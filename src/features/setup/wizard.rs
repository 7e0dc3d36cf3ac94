//! # Setup Wizard
//!
//! Three steps before a debate exists: pick a category, pick a topic, then
//! choose difficulty and time budget. Creating the debate is the last step.

use log::{debug, info, warn};
use std::sync::Arc;
use thiserror::Error;

use crate::api::{CatalogApi, Category, CreateDebateRequest, Debate, Difficulty, Topic};

/// Total budget choices in minutes
pub const TIME_CHOICES: [u32; 4] = [5, 10, 15, 20];
pub const DEFAULT_TIME_MINUTES: u32 = 10;

#[derive(Debug, Clone, Copy, PartialEq, Eq, PartialOrd, Ord)]
pub enum SetupStep {
    Category = 1,
    Topic = 2,
    Settings = 3,
}

impl SetupStep {
    pub fn number(&self) -> u8 {
        *self as u8
    }
}

/// User-facing setup errors; `Display` is the text to show
#[derive(Debug, Error, PartialEq, Eq)]
pub enum SetupError {
    #[error("Please select a category first.")]
    CategoryRequired,
    #[error("Please select a topic first.")]
    TopicRequired,
    #[error("Please select a debate topic.")]
    TopicMissing,
    #[error("Time limit must be 5, 10, 15, or 20 minutes")]
    InvalidTime(u32),
    #[error("That category is not available.")]
    UnknownCategory(u64),
    #[error("That topic is not available.")]
    UnknownTopic(u64),
    #[error("Failed to load debate categories. Please refresh the page.")]
    CategoriesUnavailable,
    #[error("Failed to load topics. Please try again.")]
    TopicsUnavailable,
    #[error("{0}")]
    Create(String),
}

pub struct SetupWizard<A: CatalogApi> {
    api: Arc<A>,
    step: SetupStep,
    categories: Vec<Category>,
    topics: Vec<Topic>,
    selected_category: Option<u64>,
    selected_topic: Option<u64>,
    difficulty: Difficulty,
    time_minutes: u32,
    guest_warning_visible: bool,
}

impl<A: CatalogApi> SetupWizard<A> {
    /// Guests start with the one-free-debate warning showing
    pub fn new(api: Arc<A>, authenticated: bool) -> Self {
        SetupWizard {
            api,
            step: SetupStep::Category,
            categories: Vec::new(),
            topics: Vec::new(),
            selected_category: None,
            selected_topic: None,
            difficulty: Difficulty::default(),
            time_minutes: DEFAULT_TIME_MINUTES,
            guest_warning_visible: !authenticated,
        }
    }

    pub async fn load_categories(&mut self) -> Result<&[Category], SetupError> {
        match self.api.list_categories().await {
            Ok(categories) => {
                debug!("Loaded {} categories", categories.len());
                self.categories = categories;
                Ok(&self.categories)
            }
            Err(e) => {
                warn!("Error loading categories: {}", e);
                Err(SetupError::CategoriesUnavailable)
            }
        }
    }

    /// Select a category and load its topics. Any previous topic choice is
    /// cleared.
    pub async fn select_category(&mut self, category_id: u64) -> Result<&[Topic], SetupError> {
        if !self.categories.iter().any(|c| c.id == category_id) {
            return Err(SetupError::UnknownCategory(category_id));
        }
        self.selected_category = Some(category_id);
        self.selected_topic = None;
        self.topics.clear();

        match self.api.list_topics(category_id).await {
            Ok(topics) => {
                debug!("Loaded {} topics for category {}", topics.len(), category_id);
                self.topics = topics;
                Ok(&self.topics)
            }
            Err(e) => {
                warn!("Error loading topics for category {}: {}", category_id, e);
                Err(SetupError::TopicsUnavailable)
            }
        }
    }

    pub fn select_topic(&mut self, topic_id: u64) -> Result<(), SetupError> {
        if !self.topics.iter().any(|t| t.id == topic_id) {
            return Err(SetupError::UnknownTopic(topic_id));
        }
        self.selected_topic = Some(topic_id);
        Ok(())
    }

    pub fn select_difficulty(&mut self, difficulty: Difficulty) {
        self.difficulty = difficulty;
    }

    pub fn select_time(&mut self, minutes: u32) -> Result<(), SetupError> {
        if !TIME_CHOICES.contains(&minutes) {
            return Err(SetupError::InvalidTime(minutes));
        }
        self.time_minutes = minutes;
        Ok(())
    }

    pub fn go_to_step(&mut self, step: SetupStep) -> Result<(), SetupError> {
        if step >= SetupStep::Topic && self.selected_category.is_none() {
            return Err(SetupError::CategoryRequired);
        }
        if step == SetupStep::Settings && self.selected_topic.is_none() {
            return Err(SetupError::TopicRequired);
        }
        self.step = step;
        Ok(())
    }

    /// Percent of the wizard completed, rounded down
    pub fn progress_percent(&self) -> u8 {
        (self.step.number() as u32 * 100 / 3) as u8
    }

    /// Check the selections and build the creation request. A missing topic
    /// sends the wizard back to the topic step.
    pub fn validate(&mut self) -> Result<CreateDebateRequest, SetupError> {
        let Some(topic) = self.selected_topic else {
            if self.selected_category.is_some() {
                self.step = SetupStep::Topic;
            }
            return Err(SetupError::TopicMissing);
        };
        if !TIME_CHOICES.contains(&self.time_minutes) {
            self.step = SetupStep::Settings;
            return Err(SetupError::InvalidTime(self.time_minutes));
        }
        Ok(CreateDebateRequest {
            topic,
            difficulty_level: self.difficulty,
            total_time_limit: self.time_minutes,
        })
    }

    pub async fn create_debate(&mut self) -> Result<Debate, SetupError> {
        let request = self.validate()?;
        info!("Creating debate: {:?}", request);

        match self.api.create_debate(&request).await {
            Ok(debate) => {
                info!("Debate {} created", debate.id);
                Ok(debate)
            }
            Err(e) => {
                warn!("Error creating debate: {}", e);
                Err(SetupError::Create(
                    e.server_message()
                        .unwrap_or_else(|| "Failed to create debate".to_string()),
                ))
            }
        }
    }

    pub fn dismiss_guest_warning(&mut self) {
        self.guest_warning_visible = false;
    }

    pub fn guest_warning_visible(&self) -> bool {
        self.guest_warning_visible
    }

    pub fn step(&self) -> SetupStep {
        self.step
    }

    pub fn topics(&self) -> &[Topic] {
        &self.topics
    }

    pub fn selected_topic(&self) -> Option<&Topic> {
        self.selected_topic
            .and_then(|id| self.topics.iter().find(|t| t.id == id))
    }

    pub fn difficulty(&self) -> Difficulty {
        self.difficulty
    }

    pub fn time_minutes(&self) -> u32 {
        self.time_minutes
    }
}

#[cfg(test)]
mod tests {
    use super::*;
    use crate::core::ApiError;
    use crate::features::session::testing::{ApiCall, ScriptedApi};
    use reqwest::StatusCode;

    fn catalogue() -> ScriptedApi {
        ScriptedApi {
            categories: vec![
                Category {
                    id: 1,
                    name: "Technology".into(),
                    description: String::new(),
                    topics_count: 2,
                },
                Category {
                    id: 2,
                    name: "Ethics".into(),
                    description: String::new(),
                    topics_count: 1,
                },
            ],
            topics: vec![
                Topic {
                    id: 11,
                    category: 1,
                    category_name: "Technology".into(),
                    title: "AI in schools".into(),
                    description: String::new(),
                    difficulty_level: Difficulty::Easy,
                },
                Topic {
                    id: 12,
                    category: 1,
                    category_name: "Technology".into(),
                    title: "Remote work".into(),
                    description: String::new(),
                    difficulty_level: Difficulty::Medium,
                },
                Topic {
                    id: 21,
                    category: 2,
                    category_name: "Ethics".into(),
                    title: "Zoos".into(),
                    description: String::new(),
                    difficulty_level: Difficulty::Hard,
                },
            ],
            ..Default::default()
        }
    }

    #[tokio::test]
    async fn test_defaults_and_guest_warning() {
        let wizard = SetupWizard::new(Arc::new(catalogue()), false);
        assert_eq!(wizard.step(), SetupStep::Category);
        assert_eq!(wizard.difficulty(), Difficulty::Medium);
        assert_eq!(wizard.time_minutes(), 10);
        assert!(wizard.guest_warning_visible());
        assert_eq!(wizard.progress_percent(), 33);

        let signed_in = SetupWizard::new(Arc::new(catalogue()), true);
        assert!(!signed_in.guest_warning_visible());
    }

    #[tokio::test]
    async fn test_steps_require_selections() {
        let mut wizard = SetupWizard::new(Arc::new(catalogue()), true);
        assert_eq!(wizard.go_to_step(SetupStep::Topic), Err(SetupError::CategoryRequired));

        wizard.load_categories().await.unwrap();
        wizard.select_category(1).await.unwrap();
        wizard.go_to_step(SetupStep::Topic).unwrap();
        assert_eq!(wizard.go_to_step(SetupStep::Settings), Err(SetupError::TopicRequired));

        wizard.select_topic(12).unwrap();
        wizard.go_to_step(SetupStep::Settings).unwrap();
        assert_eq!(wizard.progress_percent(), 100);

        wizard.go_to_step(SetupStep::Category).unwrap();
        assert_eq!(wizard.step(), SetupStep::Category);
    }

    #[tokio::test]
    async fn test_changing_category_clears_topic() {
        let api = Arc::new(catalogue());
        let mut wizard = SetupWizard::new(api.clone(), true);
        wizard.load_categories().await.unwrap();

        let topics = wizard.select_category(1).await.unwrap();
        assert_eq!(topics.len(), 2);
        wizard.select_topic(11).unwrap();
        assert_eq!(wizard.selected_topic().unwrap().title, "AI in schools");

        wizard.select_category(2).await.unwrap();
        assert!(wizard.selected_topic().is_none());
        assert_eq!(wizard.select_topic(11), Err(SetupError::UnknownTopic(11)));
        assert_eq!(
            api.calls(),
            vec![ApiCall::ListCategories, ApiCall::ListTopics(1), ApiCall::ListTopics(2)]
        );
    }

    #[tokio::test]
    async fn test_unknown_category_and_bad_time() {
        let mut wizard = SetupWizard::new(Arc::new(catalogue()), true);
        wizard.load_categories().await.unwrap();
        assert_eq!(
            wizard.select_category(99).await.unwrap_err(),
            SetupError::UnknownCategory(99)
        );
        assert_eq!(wizard.select_time(7), Err(SetupError::InvalidTime(7)));
        assert_eq!(wizard.time_minutes(), 10);
        wizard.select_time(20).unwrap();
        assert_eq!(wizard.time_minutes(), 20);
    }

    #[tokio::test]
    async fn test_catalogue_outage_messages() {
        let api = ScriptedApi {
            catalogue_down: true,
            ..catalogue()
        };
        let mut wizard = SetupWizard::new(Arc::new(api), true);
        let err = wizard.load_categories().await.unwrap_err();
        assert_eq!(
            err.to_string(),
            "Failed to load debate categories. Please refresh the page."
        );
    }

    #[tokio::test]
    async fn test_validate_without_topic_goes_back() {
        let mut wizard = SetupWizard::new(Arc::new(catalogue()), true);
        wizard.load_categories().await.unwrap();
        wizard.select_category(1).await.unwrap();
        assert_eq!(wizard.validate(), Err(SetupError::TopicMissing));
        assert_eq!(wizard.step(), SetupStep::Topic);
    }

    #[tokio::test]
    async fn test_create_debate_sends_selection() {
        let api = Arc::new(catalogue());
        let mut wizard = SetupWizard::new(api.clone(), true);
        wizard.load_categories().await.unwrap();
        wizard.select_category(1).await.unwrap();
        wizard.select_topic(11).unwrap();
        wizard.select_difficulty(Difficulty::Hard);
        wizard.select_time(15).unwrap();

        let debate = wizard.create_debate().await.unwrap();
        assert_eq!(debate.total_time_limit, 15);
        assert_eq!(debate.reply_time_limit, 45);
        assert!(api.calls().contains(&ApiCall::CreateDebate(CreateDebateRequest {
            topic: 11,
            difficulty_level: Difficulty::Hard,
            total_time_limit: 15,
        })));
    }

    #[tokio::test]
    async fn test_create_debate_surfaces_backend_error() {
        let api = catalogue();
        *api.create_error.lock().unwrap() = Some(ApiError::Status {
            status: StatusCode::FORBIDDEN,
            body: r#"{"error": "Guest users can only have one free debate. Please register to continue."}"#
                .to_string(),
        });
        let mut wizard = SetupWizard::new(Arc::new(api), false);
        wizard.load_categories().await.unwrap();
        wizard.select_category(2).await.unwrap();
        wizard.select_topic(21).unwrap();

        let err = wizard.create_debate().await.unwrap_err();
        assert_eq!(
            err.to_string(),
            "Guest users can only have one free debate. Please register to continue."
        );
    }
}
------------------------------------
Which lines of the records above contain the word "iter"? Report each one.

- ANSWER SPACE:
        if !self.categories.iter().any(|c| c.id == category_id) {
        if !self.topics.iter().any(|t| t.id == topic_id) {
            .and_then(|id| self.topics.iter().find(|t| t.id == id))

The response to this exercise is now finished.